To navigate between the rocks of this gigantic cliff, embedded in the middle of Sergipe's Alto Sertão, is an unforgettable experience. There are imposing valleys forming a 50 m-high canyon, surrounding a lake that, in certain points, reaches a depth of 190 m. Nests of herons and river islands complete the spectacle. The rocks guard traces of the area's first inhabitants who lived there more than 8,000 years ago.

There is also evidence of Lampião's stay there, with his gang of outlaws in more modern times. The Angico trail, in Poço Redondo, leads to a cavern by the same name, where Lampião, Maria Bonita and nine other outlaws lost their lives. Located in the town of Canindé do São Francisco, 213 km from Aracaju, Xingó Canyon is one of the most famous rock formations in the area, embellishing the landscape of the dry Northeastern backwoods. It is hot all year round, but strong winds blowing from December to January keep temperatures at a very comfortable level. Between May and August, it rains frequently.

===Sergipe Beaches===
Sergipe has an extensive coastline where it is very attractive for tourists from Brazil and the world. The clear and greenish waters, with white sand attract attention. The capital Aracaju also stands out for Praia de Atalaia which is considered the beach with the best beach sidewalk in Brazil. Outside the capital, the coast of Sergipe is highly valued for its distinctive aspect: Praia do Saco (municipality of Estância), a beach located in the south of the state was considered one of the 100 best beaches in the world by the French magazine Les Voyageurs. In it the tourist is faced with sand dunes and an extensive coastal strip that has the peculiarity of Sergipe; Praia da Costa (Barra dos Coqueiros), the Delta of the São Francisco River (Brejo Grande), Praia de Pirambu (Pirambu), are other beaches that enhance the state's tourism.
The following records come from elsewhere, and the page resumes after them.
#[tokio::test]
async fn metrics_are_exposed_in_prometheus_format() {
    let services = make_services();
    let app = make_app(&services);
    register_agent(&app, "agent1", "10.0.0.1").await;

    let resp = app
        .oneshot(empty_req(Method::GET, "/metrics"))
        .await
        .unwrap();
    assert_eq!(resp.status(), StatusCode::OK);
    assert!(resp.headers()["content-type"]
        .to_str()
        .unwrap()
        .starts_with("text/plain"));
    let body = resp.into_body().collect().await.unwrap().to_bytes();
    let text = String::from_utf8(body.to_vec()).unwrap();
    assert!(text.contains("fogplane_operations_total"));
    assert!(text.contains("register_agent"));
}

// ---------------------------------------------------------------------------
// Applications
// ---------------------------------------------------------------------------

#[tokio::test]
async fn application_with_two_microservices_and_a_route() {
    let services = make_services();
    let app = make_app(&services);
    let agent = register_agent(&app, "agent1", "10.0.0.1").await;

    let manifest = json!({
        "name": "app1",
        "microservices": [
            microservice("app1", "msA", &agent),
            microservice("app1", "msB", &agent)
        ],
        "routes": [{"name": "a-to-b", "from": "msA", "to": "msB"}]
    });
    let (status, body) = send(
        app.clone(),
        json_req(Method::POST, "/applications", manifest),
    )
    .await;
    assert_eq!(status, StatusCode::CREATED);
    let j = json_body(&body);
    assert_eq!(j["name"], "app1");
    assert_eq!(j["microservices"].as_array().unwrap().len(), 2);
    assert_eq!(j["routes"][0]["name"], "a-to-b");

    let (status, body) = send(app, empty_req(Method::GET, "/routes/app1/a-to-b")).await;
    assert_eq!(status, StatusCode::OK);
    assert_eq!(json_body(&body)["name"], "a-to-b");
}

#[tokio::test]
async fn duplicate_application_returns_409() {
    let services = make_services();
    let app = make_app(&services);
    let (status, _) = send(
        app.clone(),
        json_req(Method::POST, "/applications", json!({"name": "app1"})),
    )
    .await;
    assert_eq!(status, StatusCode::CREATED);

    let (status, body) = send(
        app,
        json_req(Method::POST, "/applications", json!({"name": "app1"})),
    )
    .await;
    assert_eq!(status, StatusCode::CONFLICT);
    assert_eq!(json_body(&body)["type"], "urn:fogplane:error:conflict");
}

#[tokio::test]
async fn system_applications_are_invisible_over_rest() {
    let services = make_services();
    services
        .applications()
        .create(ApplicationManifest::named("system-app").system(), Caller::Cli)
        .await
        .unwrap();
    let app = make_app(&services);

    let (status, body) = send(
        app.clone(),
        empty_req(Method::GET, "/applications/system-app"),
    )
    .await;
    assert_eq!(status, StatusCode::NOT_FOUND);
    assert_eq!(json_body(&body)["status"], 404);

    let (_, body) = send(app, empty_req(Method::GET, "/applications")).await;
    assert!(json_body(&body).as_array().unwrap().is_empty());
}

#[tokio::test]
async fn patch_and_delete_application() {
    let services = make_services();
    let app = make_app(&services);
    send(
        app.clone(),
        json_req(Method::POST, "/applications", json!({"name": "app1"})),
    )
    .await;

    let (status, body) = send(
        app.clone(),
        json_req(
            Method::PATCH,
            "/applications/app1",
            json!({"isActivated": false, "description": "paused"}),
        ),
    )
    .await;
    assert_eq!(status, StatusCode::OK);
    let j = json_body(&body);
    assert_eq!(j["isActivated"], false);
    assert_eq!(j["description"], "paused");

    let (status, _) = send(app.clone(), empty_req(Method::DELETE, "/applications/app1")).await;
    assert_eq!(status, StatusCode::NO_CONTENT);
    let (status, _) = send(app, empty_req(Method::GET, "/applications/app1")).await;
    assert_eq!(status, StatusCode::NOT_FOUND);
}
The river beaches, such as the Croa do Goré sandbar and Ilha dos Namorados, which are tourist attractions reached by Catamaran on the Vaza Barris River in Aracaju, can also be highlighted.

==Flag==

The stars on the flag of Sergipe represent the number of river estuaries in the state, and the green and yellow stripes represent Sergipe's union with the rest of Brazil. It was designed by José Rodrigues Bastos Coelho, a businessman who felt that Brazilian ships should carry flags to identify their state of origin. It was officially adopted on October 19, 1920.

In 1937, dictator Getúlio Vargas abolished all state flags and symbols, but they were allowed again in 1946. In 1951, when the Sergipe legislature began to consider restoring the state flag, it decided to change the number of stars, so that there would be one for every municipality in the state. In 1952, this new design was scrapped and replaced by the original 5-star design.